INCUMBENT: Mr Kuek's remuneration makes him SMRT's highest-paid CEO.
SMRT CEO's pay of over $2m beats predecessor's

PREDECESSOR: Ms Saw made about $1.85 million before she left in 2012.


    Jun 25, 2015

    SMRT CEO's pay of over $2m beats predecessor's

    SMRT chief executive Desmond Kuek, 52, earned more than $2.25 million last year, according to the company's latest annual report.

    The amount is double what he made when he first joined the rail operator in October 2012. For the six months to SMRT's financial year end in March 2013, Mr Kuek made $611,000, which is equivalent to $1.22 million if annualised.

    For the year ended March 2014, he made between $1.75 million and $2 million.

    In its latest annual report, the Temasek Holdings-owned transport group said Mr Kuek's remuneration was between $2.25 million and $2.5 million for the last financial year.

    This means Mr Kuek's compensation had doubled in less than three years, making him SMRT's highest-paid CEO.

    His predecessor, Saw Phaik Hwa, made about $1.85 million before she left in 2012.

    Mr Kuek's remuneration package is also noticeably larger than that of Kua Hong Pak, his counterpart at rival transport group ComfortDelGro - a significantly larger company.

    Last year, Mr Kua, 71, drew between $1.75 million and $2 million, a remuneration band that has not changed in recent years.

    In its last financial year, ComfortDelGro posted a turnover of $4.05 billion and profit of $283.5 million, while SMRT recorded a turnover of $1.24 billion and net earnings of $91 million.

    SMRT director Tan Ek Kia told The Straits Times that Mr Kuek's remuneration "is benchmarked to peer companies...and is competitive and at a responsible level".

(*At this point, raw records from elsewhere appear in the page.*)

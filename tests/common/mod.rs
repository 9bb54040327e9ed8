//! Shared harness: a real server on an ephemeral port plus WebSocket and
//! raw HTTP clients

#![allow(dead_code)]

use std::sync::Arc;
use std::time::Duration;

use futures_util::{SinkExt, StreamExt};
use tokio::io::{AsyncReadExt, AsyncWriteExt};
use tokio::net::{TcpListener, TcpStream};
use tokio::time::timeout;
use tokio_tungstenite::tungstenite::client::IntoClientRequest;
use tokio_tungstenite::tungstenite::http::HeaderValue;
use tokio_tungstenite::tungstenite::{Error as WsError, Message};
use tokio_tungstenite::WebSocketStream;

use chat_relay::auth::TokenAuthority;
use chat_relay::models::User;
use chat_relay::{ChatServer, Config, ConnectionRegistry, Envelope, MemoryStore, Store, UserId};

pub const WAIT: Duration = Duration::from_secs(5);
pub const SECRET: &str = "integration-secret";

pub type Client = WebSocketStream<TcpStream>;

pub struct TestServer {
    pub addr: String,
    pub store: Arc<MemoryStore>,
    pub registry: Arc<ConnectionRegistry>,
    tokens: TokenAuthority,
}

impl TestServer {
    pub async fn start() -> Self {
        let listener = TcpListener::bind("127.0.0.1:0").await.unwrap();
        let addr = listener.local_addr().unwrap().to_string();
        let config = Config {
            addr: addr.clone(),
            app_secret: SECRET.to_string(),
            // Cheapest bcrypt cost keeps account tests fast
            password_cost: 4,
            ..Config::default()
        };
        let store = Arc::new(MemoryStore::new());
        let registry = Arc::new(ConnectionRegistry::new());
        let server = ChatServer::new(&config, store.clone(), registry.clone());
        tokio::spawn(server.run(listener));

        Self {
            addr,
            store,
            registry,
            tokens: TokenAuthority::new(SECRET.as_bytes(), config.token_ttl),
        }
    }

    /// Insert a user directly into the store
    pub async fn user(&self, name: &str) -> UserId {
        let id = UserId::new();
        self.store
            .create_user(User {
                id,
                name: name.to_string(),
                email: format!("{}-{}@example.com", name, id),
                password_hash: String::new(),
            })
            .await
            .unwrap();
        id
    }

    pub fn token(&self, user: UserId) -> String {
        self.tokens.issue(user).unwrap()
    }

    /// Attempt a WebSocket upgrade on `path`
    pub async fn open_socket(&self, path: &str, token: Option<&str>) -> Result<Client, WsError> {
        let mut request = format!("ws://{}{}", self.addr, path)
            .into_client_request()
            .unwrap();
        if let Some(token) = token {
            request.headers_mut().insert(
                "authorization",
                HeaderValue::from_str(&format!("Bearer {}", token)).unwrap(),
            );
        }
        let stream = TcpStream::connect(&self.addr).await.unwrap();
        let (ws, _) = timeout(WAIT, tokio_tungstenite::client_async(request, stream))
            .await
            .unwrap()?;
        Ok(ws)
    }

    /// Open a session for `user` and wait until it is registered
    pub async fn connect(&self, user: UserId, path: &str) -> Client {
        let client = self
            .open_socket(path, Some(&self.token(user)))
            .await
            .unwrap();
        self.wait_until(|| self.registry.get(user).is_some()).await;
        client
    }

    pub async fn wait_until(&self, condition: impl Fn() -> bool) {
        timeout(WAIT, async {
            while !condition() {
                tokio::time::sleep(Duration::from_millis(5)).await;
            }
        })
        .await
        .expect("condition not reached in time");
    }
}

/// Next text frame decoded as an envelope
pub async fn next_envelope(client: &mut Client) -> Envelope {
    loop {
        let frame = timeout(WAIT, client.next())
            .await
            .expect("timed out waiting for a frame")
            .expect("stream ended")
            .unwrap();
        if let Message::Text(text) = frame {
            return serde_json::from_str(&text).unwrap();
        }
    }
}

pub async fn send_json(client: &mut Client, value: serde_json::Value) {
    client
        .send(Message::Text(value.to_string().into()))
        .await
        .unwrap();
}

/// Wait until the server closes `client`
pub async fn wait_closed(client: &mut Client) {
    timeout(WAIT, async {
        loop {
            match client.next().await {
                None | Some(Err(_)) | Some(Ok(Message::Close(_))) => break,
                Some(Ok(_)) => continue,
            }
        }
    })
    .await
    .expect("server did not close the socket");
}

/// Write a raw HTTP/1.1 request and return (status, envelope)
pub async fn raw_request(addr: &str, request: &str) -> (u16, Envelope) {
    let mut stream = TcpStream::connect(addr).await.unwrap();
    stream.write_all(request.as_bytes()).await.unwrap();

    let mut response = String::new();
    timeout(WAIT, stream.read_to_string(&mut response))
        .await
        .unwrap()
        .unwrap();

    let status = response
        .split_whitespace()
        .nth(1)
        .and_then(|s| s.parse().ok())
        .unwrap();
    let (_, json) = response.split_once("\r\n\r\n").unwrap();
    (status, serde_json::from_str(json).unwrap())
}

/// POST a JSON body with a Content-Length
pub async fn post(addr: &str, path: &str, body: serde_json::Value) -> (u16, Envelope) {
    let body = body.to_string();
    let request = format!(
        "POST {} HTTP/1.1\r\nHost: {}\r\nContent-Type: application/json\r\nContent-Length: {}\r\nConnection: close\r\n\r\n{}",
        path,
        addr,
        body.len(),
        body
    );
    raw_request(addr, &request).await
}
//! Error types for the chat server
//!
//! Defines application-level errors and message send errors.
//! Uses thiserror for ergonomic error definitions.

use thiserror::Error;

use crate::store::StoreError;

/// Application-level errors
///
/// Every variant can be reported to the acting user as an error envelope.
#[derive(Debug, Error)]
pub enum AppError {
    /// Transport upgrade failed, no session exists yet
    #[error("failed handshake, connection not established: {0}")]
    HandshakeFailed(String),

    /// Inbound frame could not be decoded
    #[error("invalid message format: {0}")]
    InvalidMessageFormat(String),

    /// Reading a frame failed; the session ends after reporting it
    #[error("read error: {0}")]
    Read(String),

    /// Referenced user does not exist
    #[error("user not found")]
    UserNotFound,

    /// Referenced group does not exist
    #[error("group not found")]
    GroupNotFound,

    /// Acting user does not hold the admin role on the group
    #[error("user not group admin")]
    NotAdmin,

    /// Target user already belongs to the group
    #[error("user is already a group member")]
    AlreadyMember,

    /// Target user does not belong to the group
    #[error("user is not a group member")]
    NotMember,

    /// Creating the private chat and its first message failed
    #[error("error creating chat")]
    ChatCreationFailed,

    /// Storage collaborator failure
    #[error("storage error: {0}")]
    Storage(#[from] StoreError),
}

impl AppError {
    /// Status code carried in the error envelope for this error
    pub fn status_code(&self) -> u16 {
        match self {
            AppError::HandshakeFailed(_)
            | AppError::InvalidMessageFormat(_)
            | AppError::Read(_) => 400,
            AppError::NotAdmin => 403,
            AppError::UserNotFound | AppError::GroupNotFound | AppError::NotMember => 404,
            AppError::AlreadyMember => 409,
            AppError::ChatCreationFailed | AppError::Storage(_) => 500,
        }
    }
}

/// Message send errors
///
/// Occurs when writing to a connection whose writer has shut down.
#[derive(Debug, Error)]
pub enum SendError {
    /// The connection has been closed
    #[error("connection closed")]
    ConnectionClosed,
}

    He added that the new CEO's tasks were more daunting than before. SMRT has been struggling to renew ageing operating assets to improve service reliability and is, at the same time, looking for new ways to bolster earnings eroded by higher operating expenditure.

    In a recent interview with The Straits Times, Mr Kuek said: "We have made tremendous progress on many fronts...but there is much more to be done to improve rail reliability."

    Even so, the former chief of defence force's remuneration has raised eyebrows.

    Said David Leong, managing director of human-resource firm People Worldwide Consulting: "He may well deserve the amount based on others he is benchmarked against, but SMRT should have been more sensitive to public perception.

    "The company is under close public scrutiny. It is not like it has done exceedingly well financially. On the engineering front, it has not done that well either, because the spate of breakdowns has not fallen dramatically."